An Isolated Word Speech Recognition Based on Fusion of Visual and Auditory Information Usisng 30-frame/s and 24-bit Color Image

Akio OGIHARA  Shinobu ASAO  

Publication
IEICE TRANSACTIONS on Fundamentals of Electronics, Communications and Computer Sciences   Vol.E80-A   No.8   pp.1417-1422
Publication Date: 1997/08/25
Online ISSN: 
DOI: 
Print ISSN: 0916-8508
Type of Manuscript: Special Section PAPER (Special Section on Digital Signal Processing)
Category: 
Keyword: 
speech recognition,  fusion of visual and auditory,  hidden Markov model,  sensor fusion,  full-frame (30-frame/s) and full-color (24-bit color) image,  

Full Text: PDF(457.5KB)>>
Buy this Article




Summary: 
In the field of speech recognition, many researchers have proposed speech recognition methods using auditory information like acoustic signal or visual information like shape and motion of lips. Auditory information has valid features for speech recognition, but it is difficult to accomplish speech recognition in noisy environment. On the other side, visual information has advantage to accomplish speech recognition in noisy environment, but it is difficult to extract effective features for speech recognition. Thus, in case of using either auditory information or visual information, it is difficult to accomplish speech recognition perfectly. In this paper, we propose a method to fuse auditory information and visual information in order to realize more accurate speech recognition.
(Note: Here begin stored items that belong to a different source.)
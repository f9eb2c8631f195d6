// ABOUTME: Nutrition value types shared by the catalog, matcher and aggregator
// ABOUTME: NutritionValues (absolute kcal and grams) and MacroProfile (percent of kcal)
//
// SPDX-License-Identifier: MIT OR Apache-2.0
// Copyright (c) 2025 Pierre Fitness Intelligence

use crate::constants::energy::{KCAL_PER_GRAM_CARBS, KCAL_PER_GRAM_FAT, KCAL_PER_GRAM_PROTEIN};
use crate::errors::{AppError, AppResult};
use serde::{Deserialize, Serialize};
use std::iter::Sum;
use std::ops::Add;

/// Absolute nutrition for a serving, a unit, or a whole day
///
/// All fields are finite and non-negative. The stated `calories` value is
/// authoritative: macro-derived energy (4/4/9 kcal per gram) is only used
/// when no calorie value is known, never to override a stated one.
#[derive(Debug, Clone, Copy, PartialEq, Default, Serialize, Deserialize)]
#[serde(try_from = "RawNutritionValues")]
pub struct NutritionValues {
    calories: f64,
    protein_g: f64,
    carbs_g: f64,
    fat_g: f64,
}

/// Unvalidated wire form of [`NutritionValues`]
#[derive(Debug, Deserialize)]
struct RawNutritionValues {
    calories: Option<f64>,
    #[serde(default)]
    protein_g: f64,
    #[serde(default)]
    carbs_g: f64,
    #[serde(default)]
    fat_g: f64,
}

impl TryFrom<RawNutritionValues> for NutritionValues {
    type Error = AppError;

    fn try_from(raw: RawNutritionValues) -> Result<Self, Self::Error> {
        match raw.calories {
            Some(calories) => Self::new(calories, raw.protein_g, raw.carbs_g, raw.fat_g),
            None => Self::from_macros(raw.protein_g, raw.carbs_g, raw.fat_g),
        }
    }
}

fn check_non_negative(field: &str, value: f64) -> AppResult<f64> {
    if value.is_finite() && value >= 0.0 {
        Ok(value)
    } else {
        Err(AppError::invalid_input(format!(
            "{field} must be a finite, non-negative number, got {value}"
        )))
    }
}

impl NutritionValues {
    /// Create validated nutrition values
    ///
    /// # Errors
    ///
    /// Returns `InvalidInput` if any value is negative or not finite
    pub fn new(calories: f64, protein_g: f64, carbs_g: f64, fat_g: f64) -> AppResult<Self> {
        Ok(Self {
            calories: check_non_negative("calories", calories)?,
            protein_g: check_non_negative("protein_g", protein_g)?,
            carbs_g: check_non_negative("carbs_g", carbs_g)?,
            fat_g: check_non_negative("fat_g", fat_g)?,
        })
    }

    /// Create nutrition values whose calories are derived from macro grams
    ///
    /// # Errors
    ///
    /// Returns `InvalidInput` if any gram value is negative or not finite
    pub fn from_macros(protein_g: f64, carbs_g: f64, fat_g: f64) -> AppResult<Self> {
        let protein_g = check_non_negative("protein_g", protein_g)?;
        let carbs_g = check_non_negative("carbs_g", carbs_g)?;
        let fat_g = check_non_negative("fat_g", fat_g)?;
        let calories = fat_g.mul_add(
            KCAL_PER_GRAM_FAT,
            protein_g.mul_add(KCAL_PER_GRAM_PROTEIN, carbs_g * KCAL_PER_GRAM_CARBS),
        );
        Ok(Self {
            calories,
            protein_g,
            carbs_g,
            fat_g,
        })
    }

    /// All-zero values
    #[must_use]
    pub const fn zero() -> Self {
        Self {
            calories: 0.0,
            protein_g: 0.0,
            carbs_g: 0.0,
            fat_g: 0.0,
        }
    }

    /// Energy in kcal
    #[must_use]
    pub const fn calories(&self) -> f64 {
        self.calories
    }

    /// Protein in grams
    #[must_use]
    pub const fn protein_g(&self) -> f64 {
        self.protein_g
    }

    /// Carbohydrates in grams
    #[must_use]
    pub const fn carbs_g(&self) -> f64 {
        self.carbs_g
    }

    /// Fat in grams
    #[must_use]
    pub const fn fat_g(&self) -> f64 {
        self.fat_g
    }

    /// Multiply every field by `factor`
    ///
    /// Negative or non-finite factors yield zero values so the non-negative
    /// invariant holds.
    #[must_use]
    pub fn scaled(&self, factor: f64) -> Self {
        if !factor.is_finite() || factor <= 0.0 {
            return Self::zero();
        }
        Self {
            calories: self.calories * factor,
            protein_g: self.protein_g * factor,
            carbs_g: self.carbs_g * factor,
            fat_g: self.fat_g * factor,
        }
    }

    /// Round for display: whole kcal, grams to one decimal place
    #[must_use]
    pub fn rounded_for_display(&self) -> Self {
        Self {
            calories: self.calories.round(),
            protein_g: round_one_decimal(self.protein_g),
            carbs_g: round_one_decimal(self.carbs_g),
            fat_g: round_one_decimal(self.fat_g),
        }
    }
}

/// Round to one decimal place
#[must_use]
pub fn round_one_decimal(value: f64) -> f64 {
    (value * 10.0).round() / 10.0
}

impl Add for NutritionValues {
    type Output = Self;

    fn add(self, other: Self) -> Self {
        Self {
            calories: self.calories + other.calories,
            protein_g: self.protein_g + other.protein_g,
            carbs_g: self.carbs_g + other.carbs_g,
            fat_g: self.fat_g + other.fat_g,
        }
    }
}

impl Sum for NutritionValues {
    fn sum<I: Iterator<Item = Self>>(iter: I) -> Self {
        iter.fold(Self::zero(), |acc, n| acc + n)
    }
}

/// Macro distribution as whole percentages of total calories
///
/// Percentages are rounded independently and need not sum to exactly 100.
/// Never persisted; always recomputed from [`NutritionValues`].
#[derive(Debug, Clone, Copy, PartialEq, Eq, Hash, Default, Serialize, Deserialize)]
pub struct MacroProfile {
    /// Protein share of calories (0-100)
    pub protein_pct: u8,
    /// Carbohydrate share of calories (0-100)
    pub carbs_pct: u8,
    /// Fat share of calories (0-100)
    pub fat_pct: u8,
}

impl MacroProfile {
    /// Create a profile, clamping each percentage to 100
    #[must_use]
    pub fn new(protein_pct: u8, carbs_pct: u8, fat_pct: u8) -> Self {
        Self {
            protein_pct: protein_pct.min(100),
            carbs_pct: carbs_pct.min(100),
            fat_pct: fat_pct.min(100),
        }
    }

    /// The all-zero profile used when calories are not positive
    #[must_use]
    pub const fn zero() -> Self {
        Self {
            protein_pct: 0,
            carbs_pct: 0,
            fat_pct: 0,
        }
    }
}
The proposed method consists of two processes: (1) two probabilities for auditory information and visual information are calculated by HMM, (2) these probabilities are fused by using linear combination. We have performed speech recognition experiments of isolated words, whose auditory information (22.05kHz sampling, 8-bit quantization) and visual information (30-frame/s sampling, 24-bit quantization) are captured with multi-media personal computer, and have confirmed the validity of the proposed method.